Increased blood viscosity can also cause elevations of C-reactive protein (CRP), which have been accepted as evidence that atherothrombosis is an inflammatory disease. Because perfusion is inversely proportional to vascular resistance, increased blood viscosity, which increase vascular resistance, reduces perfusion of skeletal muscle. This will reduce glucose uptake by myocytes, reduce cytoplasmic glucose in myocytes, and prolong postprandial hyperglycemia. As a homeostatic response to decreased cytoplasmic glucose, myocytes synthesize the myokine interleukin-6, which initiates a homeostatic cascade that increases plasma levels of insulin, tumor necrosis factor-alpha and CRP [3].

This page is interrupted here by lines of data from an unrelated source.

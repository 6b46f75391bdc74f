//! Identity provider port

use async_trait::async_trait;

use super::repositories::RepoResult;
use crate::entities::UserProfile;
use crate::subscription::Subscription;

/// Hosted identity provider (email/password accounts)
///
/// Every failing call reports a `DomainError` whose message is fit to show
/// to the user as-is.
#[async_trait]
pub trait IdentityProvider: Send + Sync {
    /// Create an account and sign it in
    async fn create_account(&self, email: &str, password: &str) -> RepoResult<UserProfile>;

    async fn sign_in(&self, email: &str, password: &str) -> RepoResult<UserProfile>;

    async fn sign_out(&self) -> RepoResult<()>;

    /// Set the display name of the signed-in user
    async fn update_profile(&self, display_name: &str) -> RepoResult<UserProfile>;

    fn current_user(&self) -> Option<UserProfile>;

    /// Session changes; the current state is delivered right away
    fn watch_session(&self) -> Subscription<Option<UserProfile>>;
}
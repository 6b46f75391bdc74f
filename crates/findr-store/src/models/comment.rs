//! Comment document model

use chrono::{DateTime, Utc};
use findr_core::{DocumentId, NonEmptyText};
use serde::Deserialize;

use crate::document::Writes;

/// Field names of a comment document
pub mod fields {
    pub const STATUS_ID: &str = "statusId";
    pub const TEXT: &str = "text";
    pub const CREATED_AT: &str = "createdAt";
}

/// Stored shape of a comment
#[derive(Debug, Clone, PartialEq, Deserialize)]
#[serde(rename_all = "camelCase")]
pub struct CommentModel {
    pub status_id: DocumentId,
    pub text: String,
    pub created_at: DateTime<Utc>,
}

impl CommentModel {
    pub fn create_writes(status_id: DocumentId, text: &NonEmptyText) -> Writes {
        Writes::new()
            .set(fields::STATUS_ID, status_id.to_string())
            .set(fields::TEXT, text.as_str())
            .server_timestamp(fields::CREATED_AT)
    }
}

Atherosclerotic plaques are organized mural thrombi

Organization is the process by which thrombi, exudates, and hematomas are remodeled into fibrous tissue. In this process, circulating progenitor cells of bone marrow origin are trapped within thrombi and differentiate into myofibroblasts which synthesize collagen and endothelial cells which form granulation tissue [14]. Cells of bone marrow origin have been identified in coronary lesions in recipients of sex-mismatched bone marrow [15] and cardiac allografts [16]. At a minimum, the organization of mural thrombi is acknowledged to add to the volume of an atherosclerotic plaque [17].

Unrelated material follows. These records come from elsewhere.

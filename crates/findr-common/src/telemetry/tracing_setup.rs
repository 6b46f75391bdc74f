//! Log subscriber setup
//!
//! `RUST_LOG` wins over the configured level when it is set.

use tracing::Level;
use tracing_subscriber::{
    fmt::{self, format::FmtSpan},
    layer::SubscriberExt,
    util::SubscriberInitExt,
    EnvFilter,
};

use crate::config::{Environment, TelemetryConfig};

/// Line format of the log output
#[derive(Debug, Clone, Copy, PartialEq, Eq)]
pub enum LogFormat {
    /// Human readable, one event per line
    Pretty,
    /// One JSON object per event
    Json,
}

/// Subscriber options
#[derive(Debug, Clone)]
pub struct TracingConfig {
    pub level: Level,
    pub format: LogFormat,
    /// Log span open/close, which traces every screen action
    pub span_events: bool,
    pub file_line: bool,
}

impl Default for TracingConfig {
    fn default() -> Self {
        Self {
            level: Level::INFO,
            format: LogFormat::Pretty,
            span_events: false,
            file_line: true,
        }
    }
}

impl TracingConfig {
    /// Preset for the environment, then the telemetry section on top
    ///
    /// An unparsable level keeps the preset.
    #[must_use]
    pub fn for_environment(env: Environment, telemetry: &TelemetryConfig) -> Self {
        let mut config = if env.is_production() {
            Self {
                format: LogFormat::Json,
                file_line: false,
                ..Self::default()
            }
        } else {
            Self {
                level: Level::DEBUG,
                span_events: true,
                ..Self::default()
            }
        };
        if telemetry.json {
            config.format = LogFormat::Json;
        }
        if let Ok(level) = telemetry.level.parse::<Level>() {
            config.level = level;
        }
        config
    }

    /// Quiet preset for test binaries
    #[must_use]
    pub fn quiet() -> Self {
        Self {
            level: Level::WARN,
            file_line: false,
            ..Self::default()
        }
    }

    fn filter(&self) -> EnvFilter {
        EnvFilter::try_from_default_env().unwrap_or_else(|_| EnvFilter::new(self.level.as_str()))
    }
}

/// Install the global subscriber
///
/// Only the first call in a process succeeds; later calls report
/// [`TracingError::AlreadyInitialized`] and leave the first subscriber in
/// place.
pub fn init_telemetry(config: &TracingConfig) -> Result<(), TracingError> {
    let spans = if config.span_events {
        FmtSpan::NEW | FmtSpan::CLOSE
    } else {
        FmtSpan::NONE
    };
    let layer = fmt::layer()
        .with_file(config.file_line)
        .with_line_number(config.file_line)
        .with_span_events(spans);
    let registry = tracing_subscriber::registry().with(config.filter());

    let installed = match config.format {
        LogFormat::Pretty => registry.with(layer).try_init(),
        LogFormat::Json => registry.with(layer.json()).try_init(),
    };
    installed.map_err(|_| TracingError::AlreadyInitialized)
}

#[derive(Debug, thiserror::Error)]
pub enum TracingError {
    #[error("Tracing subscriber already initialized")]
    AlreadyInitialized,
}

The progression of atherosclerotic plaques on serial coronary angiography is consistent with thrombogenic theory. Lesion progression is episodic, not linear, as would be expected if atherogenesis were a chronic, low-grade inflammatory process which begins in infancy with the development of fatty streaks. High-grade stenosis frequently develop on normal arterial segments, and most pre-existing lesions remain stable [18]. These findings also show that the distinction between primary and secondary prevention is largely arbitrary. The process which causes the development of a new high grade stenosis in a patient with a previous myocardial infarction is the same which caused the lesion that initially brought the patient to medical attention. Further, the likelihood of developing a new atherosclerotic plaque is increased by progressive aortic stiffening, increased blood viscosity with aging, and the adverse hemodynamic milieu distal to the initial atherosclerotic plaque. Thus, "secondary prevention" is more difficult to achieve than primary prevention. The prevention of additional adverse cardiac events in patients treated with the oral anticoagulant rivaroxaban after an initial adverse coronary event is evidence of the role of thrombosis in atherogenesis [19,20].

A growing body of literature has examined the role of platelets in the initiation of atherothrombosis, supporting an origin of atherosclerotic plaques from mural thrombi [21-24].

Completely organized mural thrombi and atherosclerotic plaques are morphologically indistinguishable [25]. The origin of atherosclerotic plaques from mural thrombi is demonstrated by plaques in synthetic arteriovenous grafts. These plaques are common, being present in 59 of 78 grafts in one study [26]. In these grafts, very high velocity blood flow results in platelet activation, flow separation, and a predisposition for atherothrombosis.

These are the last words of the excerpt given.